Cet espoir de l'humanité devait se transformer en cauchemar: dans les décades qui suivirent, la question de l'eugénisme fut récupérée par des populistes à des fins politiques pour justifier la xénophobie, des sous-populations d'Europe furent massacrées dans le but de confisquer leurs biens (il s'agissait d'élites) et d'uniformiser les États-Nations.  

Alors que Wilson imposait en 1918 l'État-nation comme panacée pour la paix, les incertitudes de Wallas concernant l'universalité des Etats-Nations sont validées dans le siècle suivant: par l'instabilité de la frontière Prusse-Pologne-Russie entre 1918 et 1945, les Balkans en 1991 et les questions de partition pour l'Inde-Pakistan en 47, Nigeria-Biafra en 67.

Conclusion

Graham Wallas est un socialiste pragmatique, qui signale honnêtement en 1907 des questions qui n'étaient pas visibles en 1880 au début de l'ère progressiste, ou en 1780 lorsque la constitution des États-Unis est promulguée. 

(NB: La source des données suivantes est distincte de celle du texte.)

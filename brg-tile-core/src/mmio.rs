// Copyright 2022 Google LLC
//
// Licensed under the Apache License, Version 2.0 (the "License");
// you may not use this file except in compliance with the License.
// You may obtain a copy of the License at
//
//     https://www.apache.org/licenses/LICENSE-2.0
//
// Unless required by applicable law or agreed to in writing, software
// distributed under the License is distributed on an "AS IS" BASIS,
// WITHOUT WARRANTIES OR CONDITIONS OF ANY KIND, either express or implied.
// See the License for the specific language governing permissions and
// limitations under the License.

// Direct physical-address register backend. This is the only place raw
// fabric addresses are dereferenced.

use brg_tile_interface::RegisterAccess;

/// Register access through identity-mapped physical addresses.
pub struct MmioRegisters {
    _private: (),
}
impl MmioRegisters {
    /// # Safety
    ///
    /// The control-register window and the wakeup mailbox must be mapped
    /// at their physical addresses, and nothing else may alias them for the
    /// lifetime of the returned value.
    pub const unsafe fn new() -> Self { Self { _private: () } }
}
impl RegisterAccess for MmioRegisters {
    fn read_register(&self, addr: u64) -> u32 {
        unsafe { (addr as usize as *const u32).read_volatile() }
    }
    fn write_register(&self, addr: u64, value: u32) {
        unsafe { (addr as usize as *mut u32).write_volatile(value) }
    }
    fn write_register64(&self, addr: u64, value: u64) {
        unsafe { (addr as usize as *mut u64).write_volatile(value) }
    }
}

Ces questions seront évitées par des politiciens qui préfèrent discourir comme si l'on vivait encore à l'époque de la déclaration des droits de l'homme ou de Karl Marx.

Il s'agit des limites de l'éducation, des questions de polarisation selon des lignes partisanes, de frontières naturelles et des droits des minorités pour un État-Nation : le scrutin "universel" n'est envisagé comme légitime qu'au sein d'une frontière et d'une population donnée.